Over the course of its 50-year existence, Doctor Who has given fans incredible stories and characters and has blended science fiction with fantasy, action with romance, and even comedy with tragedy, to great effect. Yet the real tragedy behind the show is the fact that, from 1967 to 1978, the year the BBC changed its archival policies, 106 Doctor Who episodes from the Hartnell/Troughton eras - including 10 full serials - were wiped from the BBC archives. With the second part of series seven starting on Saturday, and even though chances are slim that the lost episodes will ever be found and shared with the fandom, here are five stories we wish would surface.
5. Marco Polo (First Doctor, Season 1 - Story #4)

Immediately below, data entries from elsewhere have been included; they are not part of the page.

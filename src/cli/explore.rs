//! Interactive catalog → collection → index explorer (`wtx explore`).
//!
//! Three nested menu loops over the loaded catalog. Each screen renders a
//! starred header (sized to its longest line, with the pinned timestamp when
//! set), a fixed action menu plus enumerated children, then reads one
//! command token. Quit is signalled by returning [`Outcome::Quit`] up the
//! loop stack rather than exiting the process, so a scripted test session
//! can drive the whole machine and still get control back.

use std::fs::File;
use std::io::{BufRead, Write};

use crate::cli::dump::{KeyAnnotation, RecordWriter, ValueFormat};
use crate::cli::{build_config, parse_timestamp_arg, wprint, wprintln};
use crate::wt::catalog::{load_catalog, CatalogEntry};
use crate::wt::config::Config;
use crate::wt::decode::pretty_document;
use crate::wt::dump::{dump_table, CATALOG_IDENT};
use crate::wt::timestamp::Timestamp;
use crate::WtError;

const PROMPT: &str = "Choose something to do: ";

pub struct ExploreOptions {
    pub wt: String,
    pub home: String,
    pub ksdecode: Option<String>,
    pub timestamp: Option<String>,
}

/// How an inner menu loop ended.
enum Outcome {
    /// Return to the parent level.
    Back,
    /// Terminate the whole session.
    Quit,
}

pub fn execute(
    opts: &ExploreOptions,
    input: &mut dyn BufRead,
    writer: &mut dyn Write,
) -> Result<(), WtError> {
    let config = build_config(&opts.wt, &opts.home, opts.ksdecode.as_deref());
    let timestamp = parse_timestamp_arg(opts.timestamp.as_deref())?;
    run_session(&config, timestamp, input, writer)
}

/// Run a full interactive session against `config`.
///
/// Loads the catalog once up front; only a timestamp change reloads it.
/// Returns `Ok(())` on quit or end of input. Protocol violations from the
/// dump utility propagate out as errors — there is nothing sensible to do
/// with a broken collaborator mid-session.
pub fn run_session(
    config: &Config,
    timestamp: Option<Timestamp>,
    input: &mut dyn BufRead,
    writer: &mut dyn Write,
) -> Result<(), WtError> {
    let entries = load_catalog(config, timestamp)?;
    let mut session = Session {
        config,
        timestamp,
        entries,
        input,
        out: writer,
    };
    session.catalog_loop()
}

struct Session<'a> {
    config: &'a Config,
    timestamp: Option<Timestamp>,
    entries: Vec<CatalogEntry>,
    input: &'a mut dyn BufRead,
    out: &'a mut dyn Write,
}

/// Numeric menu choice, if the token is a number within bounds.
fn parse_choice(token: &str, len: usize) -> Option<usize> {
    token.parse::<usize>().ok().filter(|i| *i < len)
}

impl Session<'_> {
    fn read_command(&mut self, prompt: &str) -> Result<Option<String>, WtError> {
        wprint!(self.out, "{}", prompt)?;
        self.out.flush().map_err(|e| WtError::Io(e.to_string()))?;

        let mut line = String::new();
        let n = self
            .input
            .read_line(&mut line)
            .map_err(|e| WtError::Io(e.to_string()))?;
        if n == 0 {
            return Ok(None); // end of input, treat as quit
        }
        Ok(Some(line.trim().to_string()))
    }

    fn header(&mut self, titles: &[String]) -> Result<(), WtError> {
        let ts_line = self.timestamp.map(|ts| ts.to_string());
        let width = titles
            .iter()
            .map(|line| line.len())
            .chain(ts_line.iter().map(|line| line.len()))
            .max()
            .unwrap_or(0);

        wprintln!(self.out, "{}", "*".repeat(width))?;
        for line in titles {
            wprintln!(self.out, "{}", line)?;
        }
        if let Some(ts) = ts_line {
            wprintln!(self.out, "{}", ts)?;
        }
        wprintln!(self.out, "{}", "*".repeat(width))
    }

    fn catalog_loop(&mut self) -> Result<(), WtError> {
        loop {
            self.header(&["Catalog".to_string()])?;
            wprintln!(self.out, "(d) dump catalog")?;
            wprintln!(self.out, "(t) timestamp change")?;
            wprintln!(self.out, "(q) quit")?;
            for (i, entry) in self.entries.iter().enumerate() {
                wprintln!(self.out, "({}) {}", i, entry.ns)?;
            }

            let Some(cmd) = self.read_command(PROMPT)? else {
                return Ok(());
            };

            match cmd.as_str() {
                "d" => self.dump_to_sink(CATALOG_IDENT, ValueFormat::Document, None)?,
                "t" => self.change_timestamp()?,
                "q" => return Ok(()),
                other => {
                    if let Some(i) = parse_choice(other, self.entries.len()) {
                        let entry = self.entries[i].clone();
                        if let Outcome::Quit = self.collection_loop(&entry)? {
                            return Ok(());
                        }
                    } else {
                        wprintln!(self.out, "Unrecognized command {}", other)?;
                    }
                }
            }
        }
    }

    fn collection_loop(&mut self, entry: &CatalogEntry) -> Result<Outcome, WtError> {
        loop {
            self.header(&[format!("Collection {}", entry.ns)])?;
            wprintln!(self.out, "(b) back")?;
            wprintln!(self.out, "(c) catalog entry")?;
            wprintln!(self.out, "(d) dump collection")?;
            wprintln!(self.out, "(i) ident")?;
            wprintln!(self.out, "(q) quit")?;
            for (i, (name, _)) in entry.index_idents.iter().enumerate() {
                wprintln!(self.out, "({}) {}", i, name)?;
            }

            let Some(cmd) = self.read_command(PROMPT)? else {
                return Ok(Outcome::Quit);
            };

            match cmd.as_str() {
                "b" => return Ok(Outcome::Back),
                "c" => wprintln!(self.out, "{}", pretty_document(entry.raw()))?,
                "d" => self.dump_to_sink(&entry.ident, ValueFormat::Document, None)?,
                "i" => wprintln!(self.out, "{}", entry.ident)?,
                "q" => return Ok(Outcome::Quit),
                other => {
                    if let Some(i) = parse_choice(other, entry.index_idents.len()) {
                        let name = entry.index_idents[i].0.clone();
                        if let Outcome::Quit = self.index_loop(entry, &name, i)? {
                            return Ok(Outcome::Quit);
                        }
                    } else {
                        wprintln!(self.out, "Unrecognized command {}", other)?;
                    }
                }
            }
        }
    }

    fn index_loop(
        &mut self,
        entry: &CatalogEntry,
        index_name: &str,
        position: usize,
    ) -> Result<Outcome, WtError> {
        loop {
            self.header(&[
                format!("Collection {}", entry.ns),
                format!("Index {}", index_name),
            ])?;
            wprintln!(self.out, "(b) back")?;
            wprintln!(self.out, "(c) catalog entry")?;
            wprintln!(self.out, "(d) dump index")?;
            wprintln!(self.out, "(i) ident")?;
            wprintln!(self.out, "(q) quit")?;

            let Some(cmd) = self.read_command(PROMPT)? else {
                return Ok(Outcome::Quit);
            };

            match cmd.as_str() {
                "b" => return Ok(Outcome::Back),
                "c" => match entry.index_spec(position) {
                    Some(spec) => wprintln!(self.out, "{}", pretty_document(spec))?,
                    None => wprintln!(self.out, "No metadata for index {}", index_name)?,
                },
                "d" => match entry.index_ident(index_name) {
                    Some(ident) => {
                        let ident = ident.to_string();
                        self.dump_to_sink(
                            &ident,
                            ValueFormat::Raw,
                            Some((entry, index_name, position)),
                        )?;
                    }
                    None => wprintln!(self.out, "No ident for index {}", index_name)?,
                },
                "i" => match entry.index_ident(index_name) {
                    Some(ident) => wprintln!(self.out, "{}", ident)?,
                    None => wprintln!(self.out, "No ident for index {}", index_name)?,
                },
                "q" => return Ok(Outcome::Quit),
                other => wprintln!(self.out, "Unrecognized command {}", other)?,
            }
        }
    }

    fn change_timestamp(&mut self) -> Result<(), WtError> {
        let Some(input) =
            self.read_command("Timestamp to read data at (leave empty for latest): ")?
        else {
            return Ok(());
        };

        match Timestamp::parse(&input) {
            Ok(new_ts) => {
                // Only an actual change invalidates the loaded catalog.
                if new_ts != self.timestamp {
                    self.timestamp = new_ts;
                    self.entries = load_catalog(self.config, self.timestamp)?;
                }
            }
            Err(_) => {
                wprintln!(self.out, "Unable to interpret timestamp {}", input)?;
            }
        }
        Ok(())
    }

    /// Realize a dump action: ask for a destination, then stream the table
    /// through a [`RecordWriter`] to that destination.
    fn dump_to_sink(
        &mut self,
        ident: &str,
        format: ValueFormat,
        index: Option<(&CatalogEntry, &str, usize)>,
    ) -> Result<(), WtError> {
        let Some(path) = self.read_command("File to write (leave empty to print): ")? else {
            return Ok(());
        };

        let config = self.config;
        let timestamp = self.timestamp;

        if path.is_empty() {
            let mut sink = RecordWriter::new(&mut *self.out, format);
            if let Some((entry, index_name, position)) = index {
                sink = sink.with_annotation(KeyAnnotation {
                    config,
                    entry,
                    index_name,
                    position,
                });
            }
            dump_table(config, ident, timestamp, &mut sink)?;
        } else {
            let mut file = match File::create(&path) {
                Ok(file) => file,
                Err(e) => {
                    wprintln!(self.out, "Cannot create {}: {}", path, e)?;
                    return Ok(());
                }
            };
            let mut sink = RecordWriter::new(&mut file, format);
            if let Some((entry, index_name, position)) = index {
                sink = sink.with_annotation(KeyAnnotation {
                    config,
                    entry,
                    index_name,
                    position,
                });
            }
            dump_table(config, ident, timestamp, &mut sink)?;
            // file handle closes here, success or not
        }

        Ok(())
    }
}
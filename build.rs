use clap::CommandFactory;
use clap_complete::{Generator, Shell};
use clap_mangen::Man;
use std::path::PathBuf;

// Include the CLI definition from the library crate
include!("src/cli/app.rs");

fn main() {
    let out_dir =
        PathBuf::from(std::env::var("OUT_DIR").unwrap_or_else(|_| "target/man".to_string()));
    let man_dir = out_dir.join("man");
    std::fs::create_dir_all(&man_dir).unwrap();

    let cmd = Cli::command();

    // Generate main man page
    let mut buf = Vec::new();
    Man::new(cmd.clone()).render(&mut buf).unwrap();
    std::fs::write(man_dir.join("wtx.1"), buf).unwrap();

    // Generate subcommand man pages
    for sub in cmd.get_subcommands() {
        let name = format!("wtx-{}.1", sub.get_name());
        let mut buf = Vec::new();
        Man::new(sub.clone()).render(&mut buf).unwrap();
        std::fs::write(man_dir.join(&name), buf).unwrap();
    }

    // Generate shell completion scripts
    let completions_dir = out_dir.join("completions");
    std::fs::create_dir_all(&completions_dir).unwrap();

    for shell in [Shell::Bash, Shell::Zsh, Shell::Fish, Shell::PowerShell] {
        let mut cmd = Cli::command();
        let mut buf = Vec::new();
        clap_complete::generate(shell, &mut cmd, "wtx", &mut buf);
        std::fs::write(completions_dir.join(shell.file_name("wtx")), buf).unwrap();
    }

    println!("cargo:rerun-if-changed=src/cli/app.rs");
}
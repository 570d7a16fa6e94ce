use clap::{Parser, Subcommand, ValueEnum};

#[derive(Parser)]
#[command(name = "wtx")]
#[command(about = "WiredTiger catalog and table exploration toolkit")]
#[command(version)]
pub struct Cli {
    /// Control colored output
    #[arg(long, default_value = "auto", global = true)]
    pub color: ColorMode,

    /// Write output to a file instead of stdout
    #[arg(short, long, global = true)]
    pub output: Option<String>,

    #[command(subcommand)]
    pub command: Commands,
}

#[derive(Clone, Copy, ValueEnum)]
pub enum ColorMode {
    Auto,
    Always,
    Never,
}

#[derive(Subcommand)]
pub enum Commands {
    /// Interactively explore the catalog, collections, and indexes
    Explore {
        /// Path to the WiredTiger `wt` binary
        #[arg(short, long)]
        wt: String,

        /// MongoDB data directory (the `wt -h` home)
        #[arg(short = 'H', long)]
        home: String,

        /// Path to the `ksdecode` keystring decoder (enables index key decoding)
        #[arg(short, long)]
        ksdecode: Option<String>,

        /// Read timestamp: a raw integer or "seconds, increment"
        #[arg(short, long)]
        timestamp: Option<String>,
    },

    /// List catalog entries (namespace, ident, index idents)
    Catalog {
        /// Path to the WiredTiger `wt` binary
        #[arg(short, long)]
        wt: String,

        /// MongoDB data directory (the `wt -h` home)
        #[arg(short = 'H', long)]
        home: String,

        /// Read timestamp: a raw integer or "seconds, increment"
        #[arg(short, long)]
        timestamp: Option<String>,

        /// Output in JSON format
        #[arg(long)]
        json: bool,
    },

    /// Dump one table by storage ident
    Dump {
        /// Path to the WiredTiger `wt` binary
        #[arg(short, long)]
        wt: String,

        /// MongoDB data directory (the `wt -h` home)
        #[arg(short = 'H', long)]
        home: String,

        /// Storage ident of the table (e.g. "collection-0" or "_mdb_catalog")
        #[arg(short, long)]
        ident: String,

        /// Read timestamp: a raw integer or "seconds, increment"
        #[arg(short, long)]
        timestamp: Option<String>,

        /// Pass values through as hex instead of decoding them as BSON
        #[arg(short, long)]
        raw: bool,
    },

    /// Generate shell completion scripts
    Completions {
        /// Shell to generate completions for
        #[arg(value_enum)]
        shell: clap_complete::Shell,
    },
}
//! One-shot table dump (`wtx dump`) and the record rendering sink shared
//! with the interactive explorer.

use std::io::Write;

use crate::cli::{build_config, parse_timestamp_arg, wprintln};
use crate::wt::catalog::CatalogEntry;
use crate::wt::config::Config;
use crate::wt::decode::{decode_index_key, format_document};
use crate::wt::dump::{dump_table, RecordSink};
use crate::WtError;

pub struct DumpOptions {
    pub wt: String,
    pub home: String,
    pub ident: String,
    pub timestamp: Option<String>,
    pub raw: bool,
}

/// How a record's value line is rendered.
#[derive(Clone, Copy, PartialEq, Eq)]
pub(crate) enum ValueFormat {
    /// Pass the hex text through untouched (index tables).
    Raw,
    /// Decode as BSON and nest the pretty-printed body under the label.
    Document,
}

/// Index context for the optional per-record `Decoded:` annotation.
pub(crate) struct KeyAnnotation<'a> {
    pub config: &'a Config,
    pub entry: &'a CatalogEntry,
    pub index_name: &'a str,
    pub position: usize,
}

/// Renders each dump record as `Key:`/`Value:` lines on a destination
/// writer, with an optional decoded-key annotation.
///
/// A value that fails to decode in [`ValueFormat::Document`] mode is
/// reported inline on its `Value:` line and the dump continues; one
/// malformed record must not abort the rest of the table.
pub(crate) struct RecordWriter<'a> {
    out: &'a mut dyn Write,
    format: ValueFormat,
    annotation: Option<KeyAnnotation<'a>>,
}

impl<'a> RecordWriter<'a> {
    pub fn new(out: &'a mut dyn Write, format: ValueFormat) -> Self {
        RecordWriter {
            out,
            format,
            annotation: None,
        }
    }

    pub fn with_annotation(mut self, annotation: KeyAnnotation<'a>) -> Self {
        self.annotation = Some(annotation);
        self
    }
}

impl RecordSink for RecordWriter<'_> {
    fn on_key(&mut self, key: &str) -> Result<(), WtError> {
        wprintln!(self.out, "Key:\t{}", key)
    }

    fn on_value(&mut self, value: &str) -> Result<(), WtError> {
        let body = match self.format {
            ValueFormat::Raw => value.to_string(),
            ValueFormat::Document => match format_document(value) {
                Ok(body) => body,
                Err(e) => format!("<undecodable: {}>", e),
            },
        };
        wprintln!(self.out, "Value:\t{}", body)
    }

    fn on_record(&mut self, key: &str, value: &str) -> Result<(), WtError> {
        let Some(ref ann) = self.annotation else {
            return Ok(());
        };
        let decoded = decode_index_key(
            ann.config,
            ann.entry,
            ann.index_name,
            ann.position,
            key,
            value,
        )?;
        if let Some(text) = decoded {
            wprintln!(self.out, "Decoded:\n\t{}", text)?;
        }
        Ok(())
    }
}

pub fn execute(opts: &DumpOptions, writer: &mut dyn Write) -> Result<(), WtError> {
    let config = build_config(&opts.wt, &opts.home, None);
    let timestamp = parse_timestamp_arg(opts.timestamp.as_deref())?;

    let format = if opts.raw {
        ValueFormat::Raw
    } else {
        ValueFormat::Document
    };

    let mut sink = RecordWriter::new(writer, format);
    dump_table(&config, &opts.ident, timestamp, &mut sink)?;
    Ok(())
}
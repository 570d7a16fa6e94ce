//! CLI subcommand implementations for the `wtx` binary.
//!
//! CLI argument parsing uses clap derive macros, with the top-level
//! [`app::Cli`] struct and [`app::Commands`] enum defined in [`app`] and
//! shared between `main.rs` and `build.rs` (for man page generation) via
//! `include!()`.
//!
//! Each subcommand module follows the same pattern: an `Options` struct
//! holding the parsed arguments and a `pub fn execute(opts, writer) ->
//! Result<(), WtError>` entry point. The `writer: &mut dyn Write` parameter
//! allows output to be captured in tests or redirected to a file via the
//! global `--output` flag. The interactive [`explore`] subcommand
//! additionally takes an `input: &mut dyn BufRead`, so a test can script an
//! entire session as ordered textual input and assert on the ordered output.
//!
//! | Command | Module | Purpose |
//! |---------|--------|---------|
//! | `wtx explore` | [`explore`] | Interactive catalog → collection → index explorer |
//! | `wtx catalog` | [`catalog`] | List catalog entries, optionally as JSON |
//! | `wtx dump` | [`dump`] | One-shot dump of a table by storage ident |
//!
//! The `wprintln!` and `wprint!` macros wrap `writeln!`/`write!` to convert
//! `io::Error` into `WtError`.

pub mod app;
pub mod catalog;
pub mod dump;
pub mod explore;

/// Write a line to the given writer, converting io::Error to WtError.
macro_rules! wprintln {
    ($w:expr) => {
        writeln!($w).map_err(|e| $crate::WtError::Io(e.to_string()))
    };
    ($w:expr, $($arg:tt)*) => {
        writeln!($w, $($arg)*).map_err(|e| $crate::WtError::Io(e.to_string()))
    };
}

/// Write (without newline) to the given writer, converting io::Error to WtError.
macro_rules! wprint {
    ($w:expr, $($arg:tt)*) => {
        write!($w, $($arg)*).map_err(|e| $crate::WtError::Io(e.to_string()))
    };
}

pub(crate) use wprint;
pub(crate) use wprintln;

use crate::wt::config::Config;
use crate::wt::timestamp::Timestamp;
use crate::WtError;

/// Build a [`Config`] from the common subcommand arguments.
pub(crate) fn build_config(wt: &str, home: &str, ksdecode: Option<&str>) -> Config {
    let config = Config::new(wt, home);
    match ksdecode {
        Some(path) => config.with_ksdecode(path),
        None => config,
    }
}

/// Parse the optional `--timestamp` argument.
pub(crate) fn parse_timestamp_arg(arg: Option<&str>) -> Result<Option<Timestamp>, WtError> {
    match arg {
        Some(text) => Timestamp::parse(text),
        None => Ok(None),
    }
}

This is the earliest known Doctor Who story to have vanished almost completely, beyond a few audio clips and production stills. It's also a story that, if it still existed on film, would stand in stark relief to the Doctor Who of today. Doctor Who, at least during the early William Hartnell era, was intended to be a children's history television show. Marco Polo
includes almost no science fiction elements beyond acknowledging the TARDIS as the Doctor and his companions' mode of spatiotemporal travel. Instead, this seven-part episode takes the Doctor and co. to 13th-century China, where they get picked up by - who else? - Marco Polo and his caravan on its way to see the Chinese emperor at the time, Kublai Khan. During their travel with the caravan, the Doctor and his companions thwart sabotage, cross the Gobi Desert, and, in the capital city of Peking, stop an assassination attempt aimed at the emperor. Keeping in mind the episode's interest in history (a characteristic of the show that was discontinued on television after 1967's The Highlanders
episode), it unfortunately still suffers from a pretty substantial case of whitewashing, cast-wise. Kublai Khan, historically a Mongolian, was played by Czech actor Martin Miller, and according to the cast list, only two actors of Asian heritage managed to land roles in the episode at all. Despite this, Marco Polo
saw incredible viewership: over nine million people tuned in for the first five episodes, eight million watched episode six, and 10 million viewers saw the episode finale on April 4, 1964.